The Lawletter Vol 42 No 7
Rule 4(f) of the Federal Rules of Civil Procedure establishes three mechanisms for serving an individual in a foreign country. First, service may be had "by any internationally agreed means of service that is reasonably calculated to give notice, such as those authorized by the Hague Convention." Fed. R. Civ. P. 4(f)(1). The Hague Convention is the standard method for serving an individual in a foreign country, but it does not preempt all other methods of service on individuals in another signatory nation. See 4B Charles A. Wright et al., Federal Practice and Procedure § 1134 (4th ed. & Westlaw updated through Apr. 2017). Rather, all three methods of service under Rule 4(f) are "on equal footing," and a plaintiff need not attempt service by any one method before resorting to another. Rio Props., Inc. v. Rio Int'l Interlink, 284 F.3d 1007, 1015-16 (9th Cir. 2002). Second, if there is no internationally agreed means, or if an international agreement allows but does not specify other means, then service may be had "by a method that is reasonably calculated to give notice," including service "as prescribed by the foreign country's law for service in that country in an action in its courts of general jurisdiction," or by delivering a copy of the summons and complaint to the individual personally, unless that method is prohibited by the foreign country's law. Fed. R. Civ. P. 4(f)(2)(A), (C). Third, an individual may be served in a foreign country "by other means not prohibited by international agreement, as the court orders." Id. R. 4(f)(3).
Courts have generally applied Rule 4(f)(3) to authorize any means of service as long as it comports with due process and (1) "provides 'notice reasonably calculated, under all [the] circumstances[,] to apprise interested parties of the pendency of the action and afford them an opportunity to present their objections,'" and (2) is not prohibited by international agreement. St. Francis Assisi v. Kuwait Fin. House, No. 3:16-CV-3240-LB, 2016 WL 5725002, at *1 (N.D. Cal. Sept. 30, 2016) (quoting Rio Props., 284 F.3d at 1016 (in turn quoting Mullane v. Cent. Hanover Bank & Trust Co., 339 U.S. 306, 314 (1950))). Under Rule 4(f)(3), federal district courts have authorized a wide variety of methods for serving process in a foreign country, including "publication, ordinary mail, mail to the defendant's last known address, delivery to the defendant's attorney, telex, and most recently, email." Rio Props., 284 F.3d at 1016 (collecting cases). Since the Rio Properties case was decided in 2002, district courts have also begun authorizing service through social media, including Facebook and LinkedIn. See, e.g., WhosHere, Inc. v. Orun, No. 1:13-CV-00526-AJT, 2014 WL 670817 (E.D. Va. Feb. 20, 2014) (authorizing service on individual in Turkey by email and through Facebook and LinkedIn); FTC v. PCCare247 Inc., No. 12 CIV. 7189 (PAE), 2013 WL 841037 (S.D.N.Y. Mar. 7, 2013) (authorizing service on individuals in India by email and through Facebook).

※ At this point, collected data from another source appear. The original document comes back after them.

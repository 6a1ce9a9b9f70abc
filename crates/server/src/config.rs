use core::net::SocketAddr;
use serde_json::{Map, Value, json};
use shelfmate_core::preferences::Theme;
use std::env;
use std::path::{Path, PathBuf};

pub const DEFAULT_BIND: &str = "127.0.0.1:8080";
pub const APP_CONFIG_PATH: &str = "shelfmate-config.json";
pub const LIBRARY_DATABASE_NAME: &str = "library.db";

const LIBRARY_PATH_KEY: &str = "library-path";
const THEME_KEY: &str = "theme";

#[derive(Debug, thiserror::Error)]
pub enum ConfigError {
    #[error("invalid bind address {value:?}: {source}")]
    InvalidBind {
        value: String,
        source: core::net::AddrParseError,
    },
    #[error("failed to access config store at {path}: {source}")]
    Io {
        path: PathBuf,
        source: std::io::Error,
    },
    #[error("config store at {path} is not valid JSON: {source}")]
    Json {
        path: PathBuf,
        source: serde_json::Error,
    },
}

/// Settings read from the environment at start-up.
#[derive(Debug, Clone, PartialEq, Eq)]
pub struct ServerConfig {
    pub bind: SocketAddr,
    pub config_path: PathBuf,
    pub api_key: Option<String>,
}

impl ServerConfig {
    /// # Errors
    /// Fails if `SHELFMATE_BIND` is not a socket address.
    #[inline]
    pub fn from_env() -> Result<Self, ConfigError> {
        Self::from_lookup(|key| env::var(key).ok())
    }

    /// # Errors
    /// Fails if `SHELFMATE_BIND` is not a socket address.
    #[allow(clippy::missing_inline_in_public_items, reason = "Called once per run")]
    pub fn from_lookup<F>(lookup: F) -> Result<Self, ConfigError>
    where
        F: Fn(&str) -> Option<String>,
    {
        let bind = lookup("SHELFMATE_BIND").unwrap_or_else(|| DEFAULT_BIND.to_owned());
        let bind: SocketAddr = bind
            .trim()
            .parse()
            .map_err(|source| ConfigError::InvalidBind {
                value: bind.clone(),
                source,
            })?;
        let config_path = lookup("SHELFMATE_CONFIG")
            .filter(|path| !path.trim().is_empty())
            .map_or_else(|| PathBuf::from(APP_CONFIG_PATH), PathBuf::from);

        Ok(Self {
            bind,
            config_path,
            api_key: lookup("GOOGLE_BOOKS_API_KEY"),
        })
    }
}

/// Key-value config persisted as a JSON object, holding the library location and the theme.
#[derive(Debug, Clone)]
pub struct ConfigStore {
    path: PathBuf,
    values: Map<String, Value>,
}

impl ConfigStore {
    /// Loads the store, starting empty if the file does not exist yet.
    /// # Errors
    /// Fails if the file cannot be read or is not a JSON object.
    #[allow(clippy::missing_inline_in_public_items, reason = "Called once per run")]
    pub async fn load(path: &Path) -> Result<Self, ConfigError> {
        let values = match tokio::fs::read_to_string(path).await {
            Ok(contents) => {
                serde_json::from_str(&contents).map_err(|source| ConfigError::Json {
                    path: path.to_owned(),
                    source,
                })?
            }
            Err(err) if err.kind() == std::io::ErrorKind::NotFound => Map::new(),
            Err(source) => {
                return Err(ConfigError::Io {
                    path: path.to_owned(),
                    source,
                });
            }
        };
        Ok(Self {
            path: path.to_owned(),
            values,
        })
    }

    /// # Errors
    /// Fails if the file cannot be written.
    #[allow(clippy::missing_inline_in_public_items, reason = "Called rarely")]
    pub async fn save(&self) -> Result<(), ConfigError> {
        let contents =
            serde_json::to_string_pretty(&self.values).map_err(|source| ConfigError::Json {
                path: self.path.clone(),
                source,
            })?;
        tokio::fs::write(&self.path, contents)
            .await
            .map_err(|source| ConfigError::Io {
                path: self.path.clone(),
                source,
            })
    }

    #[must_use]
    #[inline]
    pub fn get(&self, key: &str) -> Option<&Value> {
        self.values.get(key)
    }

    #[inline]
    pub fn set(&mut self, key: &str, value: Value) {
        self.values.insert(key.to_owned(), value);
    }

    #[must_use]
    #[allow(clippy::missing_inline_in_public_items, reason = "Called rarely")]
    pub fn library_path(&self) -> Option<PathBuf> {
        self.get(LIBRARY_PATH_KEY)?
            .get("value")?
            .as_str()
            .filter(|path| !path.is_empty())
            .map(PathBuf::from)
    }

    #[inline]
    pub fn set_library_path(&mut self, path: &Path) {
        self.set(
            LIBRARY_PATH_KEY,
            json!({ "value": path.to_string_lossy() }),
        );
    }

    #[must_use]
    #[inline]
    pub fn theme(&self) -> Theme {
        Theme::from_stored(self.get(THEME_KEY).and_then(Value::as_str))
    }

    #[inline]
    pub fn set_theme(&mut self, theme: Theme) {
        self.set(THEME_KEY, Value::from(theme.as_str()));
    }
}
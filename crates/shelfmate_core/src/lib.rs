//! `shelfmate_core`
//!
//! Core library for the platform-independent logic of Shelfmate. This library aims to provide a
//! crate that can be used by the HTTP server as well as any other front end, so that catalog
//! access, ranking and book reconciliation are implemented only once.

pub mod catalog;

pub mod database;

pub mod library;

pub mod preferences;

pub mod reconcile;

#[cfg(test)]
mod test_support;
use crate::config::ConfigStore;
use crate::errors::Error;
use shelfmate_core::catalog::client::GoogleBooksClient;
use shelfmate_core::database::Db;
use std::path::Path;
use tokio::sync::{Mutex, RwLock};

pub struct AppState {
    /// The open library, if any. Replaced when a library is created or opened at runtime.
    pub db: RwLock<Option<Db>>,
    /// Why the last attempt to open a library failed
    pub last_error: RwLock<Option<String>>,
    pub catalog: GoogleBooksClient,
    pub store: Mutex<ConfigStore>,
}

impl AppState {
    #[must_use]
    #[inline]
    pub fn new(catalog: GoogleBooksClient, store: ConfigStore) -> Self {
        Self {
            db: RwLock::new(None),
            last_error: RwLock::new(None),
            catalog,
            store: Mutex::new(store),
        }
    }

    /// Opens the library database at `path`, closing the previously open one.
    /// # Errors
    /// Fails if the database cannot be opened or migrated. The failure is also kept as
    /// `last_error`.
    #[allow(clippy::missing_inline_in_public_items, reason = "Called rarely")]
    pub async fn connect_db_with_path(&self, path: &Path) -> Result<(), Error> {
        tracing::info!("Opening library database at {}", path.display());
        let db = match Db::init(path).await {
            Ok(db) => db,
            Err(err) => {
                *self.last_error.write().await = Some(err.to_string());
                return Err(err.into());
            }
        };

        let mut guard = self.db.write().await;
        if let Some(old) = guard.replace(db) {
            tracing::info!("Closing previously opened library database");
            old.close().await;
        }
        *self.last_error.write().await = None;

        Ok(())
    }

    /// Opens the library remembered in the config store, if there is one.
    #[allow(clippy::missing_inline_in_public_items, reason = "Called once per run")]
    pub async fn connect_stored_library(&self) {
        let stored_path = self.store.lock().await.library_path();
        let Some(path) = stored_path else {
            tracing::info!("No library path in config, waiting for a library to be created or opened");
            return;
        };
        match self.connect_db_with_path(&path).await {
            Ok(()) => tracing::info!("Library database connected"),
            Err(err) => tracing::error!("Opening the stored library failed: {err}"),
        }
    }

    /// A handle to the open library.
    /// # Errors
    /// Fails with `DatabaseUnavailable` if no library is open.
    #[allow(clippy::missing_inline_in_public_items, reason = "Called per request")]
    pub async fn db(&self) -> Result<Db, Error> {
        self.db
            .read()
            .await
            .as_ref()
            .cloned()
            .ok_or(Error::DatabaseUnavailable)
    }

    /// Closes the open library, if any.
    #[allow(clippy::missing_inline_in_public_items, reason = "Called once per run")]
    pub async fn close(&self) {
        if let Some(db) = self.db.write().await.take() {
            db.close().await;
        }
    }
}
//! Trial records, metrics, and lifecycle tracking.

use chrono::{DateTime, Utc};
use serde::{Deserialize, Serialize};

use crate::params::Assignment;

/// Sentinel objective for trials that produced no usable result. Under
/// `Direction::Minimize` this is infinitely bad, so failed trials can never
/// be selected as best.
pub const WORST_OBJECTIVE: f64 = f64::INFINITY;

/// Whether we are maximizing or minimizing the objective.
#[derive(Debug, Clone, Copy, PartialEq, Eq, Serialize, Deserialize)]
pub enum Direction {
    Minimize,
    Maximize,
}

impl Default for Direction {
    fn default() -> Self {
        Self::Minimize
    }
}

impl Direction {
    /// `candidate` improves on `incumbent` under this direction.
    pub fn improves(&self, candidate: f64, incumbent: f64) -> bool {
        match self {
            Self::Minimize => candidate < incumbent,
            Self::Maximize => candidate > incumbent,
        }
    }

    /// `value` is strictly worse than `reference` under this direction.
    pub fn is_worse(&self, value: f64, reference: f64) -> bool {
        match self {
            Self::Minimize => value > reference,
            Self::Maximize => value < reference,
        }
    }
}

/// One observed training step.
#[derive(Debug, Clone, Copy, PartialEq, Serialize, Deserialize)]
pub struct MetricRecord {
    pub step: u64,
    pub loss: f64,
    pub accuracy: f64,
    pub learning_rate: f64,
}

/// Terminal (or in-flight) state of a trial.
#[derive(Debug, Clone, Copy, PartialEq, Eq, Serialize, Deserialize)]
pub enum TrialStatus {
    Running,
    Completed,
    Failed,
    Pruned,
    TimedOut,
}

impl TrialStatus {
    pub fn is_terminal(&self) -> bool {
        !matches!(self, Self::Running)
    }
}

/// JSON has no Infinity: the sentinel objective is stored as `null` and
/// restored on load.
mod objective_serde {
    use super::WORST_OBJECTIVE;
    use serde::{Deserialize, Deserializer, Serializer};

    pub fn serialize<S: Serializer>(value: &f64, serializer: S) -> Result<S::Ok, S::Error> {
        if value.is_finite() {
            serializer.serialize_some(value)
        } else {
            serializer.serialize_none()
        }
    }

    pub fn deserialize<'de, D: Deserializer<'de>>(deserializer: D) -> Result<f64, D::Error> {
        Ok(Option::<f64>::deserialize(deserializer)?.unwrap_or(WORST_OBJECTIVE))
    }
}

/// Outcome of a single trial: the sampled assignment, the observed metric
/// history, and the scalar objective. Mutated only by the owning
/// orchestrator; frozen once the status leaves `Running`.
#[derive(Debug, Clone, PartialEq, Serialize, Deserialize)]
pub struct TrialResult {
    pub trial_number: u64,
    pub assignment: Assignment,
    pub records: Vec<MetricRecord>,
    #[serde(with = "objective_serde")]
    pub objective: f64,
    pub status: TrialStatus,
    pub started_at: DateTime<Utc>,
    pub finished_at: Option<DateTime<Utc>>,
    pub error: Option<String>,
}

impl TrialResult {
    pub fn new(trial_number: u64, assignment: Assignment) -> Self {
        Self {
            trial_number,
            assignment,
            records: Vec::new(),
            objective: WORST_OBJECTIVE,
            status: TrialStatus::Running,
            started_at: Utc::now(),
            finished_at: None,
            error: None,
        }
    }

    pub fn mark_completed(&mut self, objective: f64) {
        self.objective = objective;
        self.status = TrialStatus::Completed;
        self.finished_at = Some(Utc::now());
    }

    pub fn mark_failed(&mut self, error: String) {
        self.objective = WORST_OBJECTIVE;
        self.status = TrialStatus::Failed;
        self.finished_at = Some(Utc::now());
        self.error = Some(error);
    }

    pub fn mark_pruned(&mut self) {
        self.objective = WORST_OBJECTIVE;
        self.status = TrialStatus::Pruned;
        self.finished_at = Some(Utc::now());
    }

    pub fn mark_timed_out(&mut self) {
        self.objective = WORST_OBJECTIVE;
        self.status = TrialStatus::TimedOut;
        self.finished_at = Some(Utc::now());
    }

    pub fn final_record(&self) -> Option<&MetricRecord> {
        self.records.last()
    }
}

#[cfg(test)]
mod tests {
    use super::*;

    #[test]
    fn direction_comparisons() {
        assert!(Direction::Minimize.improves(0.1, 0.2));
        assert!(!Direction::Minimize.improves(0.2, 0.1));
        assert!(Direction::Maximize.improves(0.2, 0.1));

        assert!(Direction::Minimize.is_worse(0.3, 0.2));
        assert!(!Direction::Minimize.is_worse(0.2, 0.2));
        assert!(Direction::Maximize.is_worse(0.1, 0.2));
    }

    #[test]
    fn trial_lifecycle() {
        let mut trial = TrialResult::new(0, Assignment::new());
        assert_eq!(trial.status, TrialStatus::Running);
        assert_eq!(trial.objective, WORST_OBJECTIVE);

        trial.records.push(MetricRecord {
            step: 1,
            loss: 0.9,
            accuracy: 40.0,
            learning_rate: 0.01,
        });
        trial.mark_completed(-40.0);

        assert_eq!(trial.status, TrialStatus::Completed);
        assert_eq!(trial.objective, -40.0);
        assert!(trial.finished_at.is_some());
        assert_eq!(trial.final_record().unwrap().step, 1);
    }

    #[test]
    fn failed_trial_carries_sentinel() {
        let mut trial = TrialResult::new(3, Assignment::new());
        trial.mark_completed(-87.0);
        trial.mark_failed("trainer exited with code 1".into());

        assert_eq!(trial.status, TrialStatus::Failed);
        assert_eq!(trial.objective, WORST_OBJECTIVE);
        assert_eq!(trial.error.as_deref(), Some("trainer exited with code 1"));
    }

    #[test]
    fn sentinel_objective_survives_json() {
        let mut trial = TrialResult::new(7, Assignment::new());
        trial.mark_failed("boom".into());

        let json = serde_json::to_string(&trial).unwrap();
        let back: TrialResult = serde_json::from_str(&json).unwrap();
        assert_eq!(back.objective, WORST_OBJECTIVE);
        assert_eq!(back.status, TrialStatus::Failed);
    }

    #[test]
    fn finite_objective_round_trips() {
        let mut trial = TrialResult::new(7, Assignment::new());
        trial.mark_completed(-91.25);

        let json = serde_json::to_string(&trial).unwrap();
        let back: TrialResult = serde_json::from_str(&json).unwrap();
        assert_eq!(back.objective, -91.25);
    }
}
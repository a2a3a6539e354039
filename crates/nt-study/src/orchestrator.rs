//! Per-trial control flow: sample, materialize, generate, train, score,
//! clean up, report.

use std::fs;
use std::io;
use std::path::{Path, PathBuf};
use std::time::{Duration, Instant};

use rand::SeedableRng;
use rand_chacha::ChaCha8Rng;
use tracing::{debug, error, info, warn};

use nt_config::{materialize, validate_template, ConfigDocument};
use nt_proc::{Generator, StopReason, TrainControl, TrainerSupervisor};
use nt_search::NetworkSpace;
use nt_types::{Assignment, CancelToken, NtResult, TrialResult, TrialStatus};

use crate::pruner::MedianPruner;
use crate::study::{accuracy_from_objective, intermediate_value, objective_from_accuracy, Study};

/// Everything the orchestrator needs to run trials against one trainer
/// setup.
#[derive(Debug, Clone)]
pub struct OrchestratorConfig {
    /// Base configuration template; tuned keys are overwritten per trial.
    pub base_config: PathBuf,
    /// Training dataset handed to the trainer.
    pub training_data: PathBuf,
    /// External generator executable.
    pub generator: PathBuf,
    /// External trainer executable.
    pub trainer: PathBuf,
    /// Trial-scoped configs and intermediate artifacts live here.
    pub work_dir: PathBuf,
    /// Trained checkpoints are kept here, one per trial.
    pub models_dir: PathBuf,
    /// Wall-clock bound on a single trial.
    pub trial_timeout: Option<Duration>,
    /// Base seed; each trial derives its own rng from it.
    pub seed: u64,
    /// Fixed epoch count written into every trial configuration.
    pub epochs: i64,
}

/// Lifecycle phases of one trial. `Failed` is reachable from any of them.
#[derive(Debug, Clone, Copy, PartialEq, Eq)]
enum TrialPhase {
    Sampling,
    Materializing,
    Generating,
    Training,
    Scoring,
    Cleanup,
}

impl std::fmt::Display for TrialPhase {
    fn fmt(&self, f: &mut std::fmt::Formatter<'_>) -> std::fmt::Result {
        let name = match self {
            Self::Sampling => "sampling",
            Self::Materializing => "materializing",
            Self::Generating => "generating",
            Self::Training => "training",
            Self::Scoring => "scoring",
            Self::Cleanup => "cleanup",
        };
        f.write_str(name)
    }
}

/// Runs single trials to completion. Trial-scoped failures come back as
/// `Failed`/`TimedOut` results carrying the sentinel objective; only
/// configuration and persistence problems escape as errors.
pub struct TrialOrchestrator {
    space: NetworkSpace,
    template: ConfigDocument,
    generator: Generator,
    trainer: TrainerSupervisor,
    pruner: MedianPruner,
    work_dir: PathBuf,
    models_dir: PathBuf,
    trial_timeout: Option<Duration>,
    seed: u64,
}

impl TrialOrchestrator {
    /// Loads and validates the template up front: a malformed template
    /// must abort the run before any subprocess is spawned.
    pub fn new(config: OrchestratorConfig, pruner: MedianPruner) -> NtResult<Self> {
        let template = ConfigDocument::load(&config.base_config)?;
        validate_template(&template)?;

        fs::create_dir_all(&config.work_dir)?;
        fs::create_dir_all(&config.models_dir)?;

        Ok(Self {
            space: NetworkSpace::new(6, 11, config.epochs),
            template,
            generator: Generator::new(&config.generator, &config.work_dir),
            trainer: TrainerSupervisor::new(&config.trainer, &config.training_data),
            pruner,
            work_dir: config.work_dir,
            models_dir: config.models_dir,
            trial_timeout: config.trial_timeout,
            seed: config.seed,
        })
    }

    /// Names of the sampled primitives, for the report's importance map.
    pub fn sampled_names(&self) -> Vec<String> {
        self.space.sampled_names()
    }

    /// Re-materialize an assignment (e.g. the best trial's) to `path`.
    pub fn write_config(&self, assignment: &Assignment, path: &Path) -> NtResult<()> {
        let doc = materialize(&self.template, assignment)?;
        doc.write_atomic(path)?;
        Ok(())
    }

    /// Run the next trial for `study`. Cleanup of trial-scoped files runs
    /// on every exit path, fatal errors included.
    pub fn run_trial(&self, study: &Study, cancel: &CancelToken) -> NtResult<TrialResult> {
        let number = study.next_trial_number();
        info!(trial = number, "starting trial");

        debug!(trial = number, phase = %TrialPhase::Sampling, "sampling configuration");
        let mut rng = ChaCha8Rng::seed_from_u64(self.seed.wrapping_add(number));
        let assignment = self.space.sample(&mut rng)?;
        for (name, value) in assignment.iter() {
            debug!(trial = number, parameter = %name, value = %value, "sampled");
        }

        let config_path = self.work_dir.join(format!("trial_{number}.conf"));
        let artifact_path = self.generator.expected_artifact(&config_path, 1);
        let checkpoint_path = self.models_dir.join(format!("trial_{number}.nn"));

        let mut trial = TrialResult::new(number, assignment);
        let outcome = self.execute(&mut trial, &config_path, &checkpoint_path, study, cancel);

        debug!(trial = number, phase = %TrialPhase::Cleanup, "removing trial-scoped files");
        self.cleanup(number, &[&config_path, &artifact_path]);

        match outcome {
            Ok(()) => {}
            Err(e) if e.is_trial_scoped() => {
                error!(trial = number, error = %e, "trial failed");
                trial.mark_failed(e.to_string());
            }
            Err(e) => return Err(e),
        }

        self.log_outcome(&trial, study);
        Ok(trial)
    }

    fn execute(
        &self,
        trial: &mut TrialResult,
        config_path: &Path,
        checkpoint_path: &Path,
        study: &Study,
        cancel: &CancelToken,
    ) -> NtResult<()> {
        let number = trial.trial_number;

        debug!(trial = number, phase = %TrialPhase::Materializing, config = %config_path.display(), "writing trial configuration");
        let doc = materialize(&self.template, &trial.assignment)?;
        doc.write_atomic(config_path)?;

        debug!(trial = number, phase = %TrialPhase::Generating, "generating network");
        let artifact = self.generator.generate(config_path)?;

        debug!(trial = number, phase = %TrialPhase::Training, "training network");
        let deadline = self.trial_timeout.map(|t| Instant::now() + t);
        let outcome = self.trainer.train(&artifact, checkpoint_path, deadline, cancel, |record| {
            if self
                .pruner
                .should_prune(study, record.step, intermediate_value(record))
            {
                TrainControl::Prune
            } else {
                TrainControl::Continue
            }
        })?;
        trial.records = outcome.records.clone();

        match outcome.stopped {
            Some(StopReason::Pruned) => {
                info!(
                    trial = number,
                    step = trial.final_record().map_or(0, |r| r.step),
                    "trial pruned against study median"
                );
                trial.mark_pruned();
            }
            Some(StopReason::DeadlineExpired) => {
                warn!(trial = number, "trial exceeded its time limit");
                trial.mark_timed_out();
            }
            Some(StopReason::Cancelled) => {
                info!(trial = number, "trial interrupted");
                trial.mark_failed("interrupted".to_string());
            }
            None => {
                debug!(trial = number, phase = %TrialPhase::Scoring, "scoring trial");
                match trial.final_record().copied() {
                    Some(record) => {
                        trial.mark_completed(objective_from_accuracy(record.accuracy));
                        info!(
                            trial = number,
                            accuracy = record.accuracy,
                            loss = record.loss,
                            "trial completed"
                        );
                    }
                    // The supervisor reports NoProgress before we get here;
                    // kept as a guard for the state machine.
                    None => trial.mark_failed("no metrics parsed".to_string()),
                }
            }
        }

        Ok(())
    }

    /// Attempted unconditionally; failures are logged, never propagated.
    fn cleanup(&self, number: u64, paths: &[&Path]) {
        for path in paths {
            match fs::remove_file(path) {
                Ok(()) => debug!(trial = number, file = %path.display(), "cleaned up"),
                Err(e) if e.kind() == io::ErrorKind::NotFound => {}
                Err(e) => {
                    warn!(trial = number, file = %path.display(), "cleanup failed: {e}");
                }
            }
        }
    }

    /// Structured progress line comparing this trial to the best recorded
    /// before it.
    fn log_outcome(&self, trial: &TrialResult, study: &Study) {
        if trial.status != TrialStatus::Completed {
            return;
        }
        let accuracy = accuracy_from_objective(trial.objective);
        match study.best_trial() {
            Some(best) if study.direction().improves(trial.objective, best.objective) => {
                info!(
                    trial = trial.trial_number,
                    accuracy,
                    previous_best = accuracy_from_objective(best.objective),
                    "new best trial"
                );
            }
            Some(best) => {
                info!(
                    trial = trial.trial_number,
                    accuracy,
                    best = accuracy_from_objective(best.objective),
                    "best unchanged"
                );
            }
            None => info!(trial = trial.trial_number, accuracy, "first completed trial"),
        }
    }
}

/// The search loop: strictly one trial at a time, each read to completion
/// and recorded before the next starts. Cancellation stops before the next
/// trial; already-recorded trials are preserved.
pub fn run_search(
    study: &mut Study,
    orchestrator: &TrialOrchestrator,
    n_trials: usize,
    cancel: &CancelToken,
) -> NtResult<usize> {
    let mut ran = 0;
    for _ in 0..n_trials {
        if cancel.is_cancelled() {
            info!("search interrupted, stopping before next trial");
            break;
        }
        let trial = orchestrator.run_trial(study, cancel)?;
        study.record(trial)?;
        ran += 1;
    }
    Ok(ran)
}
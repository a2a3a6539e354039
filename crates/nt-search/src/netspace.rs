//! The concrete tuning space for the layered network trainer.
//!
//! Primitives follow the trainer's tunable surface: optimizer settings,
//! scheduler settings, and a chain of hidden-layer width indexes where each
//! layer's index is clipped to the previous one, so widths never grow with
//! depth. Derived values (batch size, samples per epoch, actual widths) are
//! computed here and carried in the assignment for materialization and
//! logging.

use nt_types::{Assignment, ParameterValue, SamplingError};
use rand::Rng;
use tracing::debug;

use crate::space::{Domain, ParameterSpec, SearchSpace};

/// Epoch count is fixed per study, not sampled.
pub const DEFAULT_EPOCHS: i64 = 100;

/// Batch sizes are multiples of this unit.
const BATCH_UNIT: i64 = 16;

const MAX_HIDDEN_LAYERS: i64 = 5;

/// Search space plus the candidate width ladder and fixed training length.
#[derive(Debug, Clone)]
pub struct NetworkSpace {
    space: SearchSpace,
    widths: Vec<i64>,
    epochs: i64,
}

impl NetworkSpace {
    /// Candidate widths are powers of two strictly greater than
    /// `output_dim`, up to `2^max_exponent`, computed once.
    pub fn new(output_dim: i64, max_exponent: u32, epochs: i64) -> Self {
        let mut exp = 0u32;
        while (1i64 << exp) <= output_dim {
            exp += 1;
        }
        let widths: Vec<i64> = (exp..=max_exponent).map(|e| 1i64 << e).collect();
        debug!(?widths, "candidate hidden-layer widths");

        let idx_high = widths.len() as i64 - 1;
        let mut space = SearchSpace::new()
            .add_log_float("learning_rate", 1e-4, 1e-1)
            .add_int("batch_size_multiplier", 2, 16)
            .add_float("dropout", 0.0, 0.5)
            .add_float("decay_rate", 0.8, 0.99)
            .add_int("decay_steps", 1, 10)
            .add_log_float("min_lr", 1e-5, 1e-3)
            .add_int("samples_per_epoch_multiplier", 8, 32)
            .add_int("n_hidden_layers", 2, MAX_HIDDEN_LAYERS)
            .add_int("hidden_size_0", 0, idx_high);

        for i in 1..MAX_HIDDEN_LAYERS {
            space = space.push(
                ParameterSpec::new(
                    format!("hidden_size_{i}"),
                    Domain::Int {
                        low: 0,
                        high: idx_high,
                    },
                )
                .clipped_by(format!("hidden_size_{}", i - 1))
                .active_if_greater_than("n_hidden_layers", i),
            );
        }

        Self {
            space,
            widths,
            epochs,
        }
    }

    /// The space for the shipped trainer: 6 output classes, widths up to
    /// 2048, 100 epochs.
    pub fn standard() -> Self {
        Self::new(6, 11, DEFAULT_EPOCHS)
    }

    pub fn widths(&self) -> &[i64] {
        &self.widths
    }

    pub fn epochs(&self) -> i64 {
        self.epochs
    }

    /// Names of the sampled primitives, in sampling order.
    pub fn sampled_names(&self) -> Vec<String> {
        self.space.names().map(str::to_string).collect()
    }

    /// Sample primitives, then attach derived values.
    pub fn sample<R: Rng>(&self, rng: &mut R) -> Result<Assignment, SamplingError> {
        let assignment = self.space.sample(rng)?;
        self.expand(assignment)
    }

    /// Deterministically derive batch size, samples per epoch, epoch count,
    /// and actual hidden widths from the sampled primitives.
    pub fn expand(&self, mut assignment: Assignment) -> Result<Assignment, SamplingError> {
        let batch_multiplier = sampled_int(&assignment, "batch_size_multiplier")?;
        let batch_size = batch_multiplier * BATCH_UNIT;
        assignment.insert("batch_size", ParameterValue::Int(batch_size));

        let samples_multiplier = sampled_int(&assignment, "samples_per_epoch_multiplier")?;
        assignment.insert(
            "samples_per_epoch",
            ParameterValue::Int(samples_multiplier * batch_size),
        );

        assignment.insert("epochs", ParameterValue::Int(self.epochs));

        let n_layers = sampled_int(&assignment, "n_hidden_layers")?;
        for i in 0..n_layers {
            let idx = sampled_int(&assignment, &format!("hidden_size_{i}"))?;
            assignment.insert(
                format!("hidden_width_{i}"),
                ParameterValue::Int(self.widths[idx as usize]),
            );
        }

        Ok(assignment)
    }

    /// The derived layer widths of an expanded assignment, outermost first.
    pub fn hidden_widths(&self, assignment: &Assignment) -> Vec<i64> {
        let n_layers = assignment.get_int("n_hidden_layers").unwrap_or(0);
        (0..n_layers)
            .filter_map(|i| assignment.get_int(&format!("hidden_width_{i}")))
            .collect()
    }
}

fn sampled_int(assignment: &Assignment, name: &str) -> Result<i64, SamplingError> {
    assignment
        .get_int(name)
        .ok_or_else(|| SamplingError::UnsatisfiedDependency {
            param: name.to_string(),
            depends_on: name.to_string(),
        })
}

The district court extended the reasoning of those cases in St. Francis Assisi, in which the court authorized the plaintiff to serve an individual in Kuwait via Twitter. Kuwait is not a signatory to the Hague Convention and attempts to serve the individual through Kuwait's Central Authority were unsuccessful anyway. Thus, Kuwait did not prohibit, by international agreement, service through Twitter, where the individual had a large following and had raised large sums of money for terrorist organizations. Under those circumstances, the court concluded that because the individual "has an active Twitter account and continues to use it to communicate with his audience," service on the individual through Twitter was "reasonably calculated to give notice to and is the 'method of service most likely to reach'" the individual. 2016 WL 5725002, at *2 (quoting Rio Props., 284 F.3d at 1017).
Given the limitations of Twitter, including its 140-character limit on Tweets and lack of user authentication, it is questionable whether service by publicly posting on Twitter really satisfies the Mullane due-process standard. As such, it will be interesting going forward to see if other courts approve Twitter as an acceptable means of serving process on an individual in a foreign country.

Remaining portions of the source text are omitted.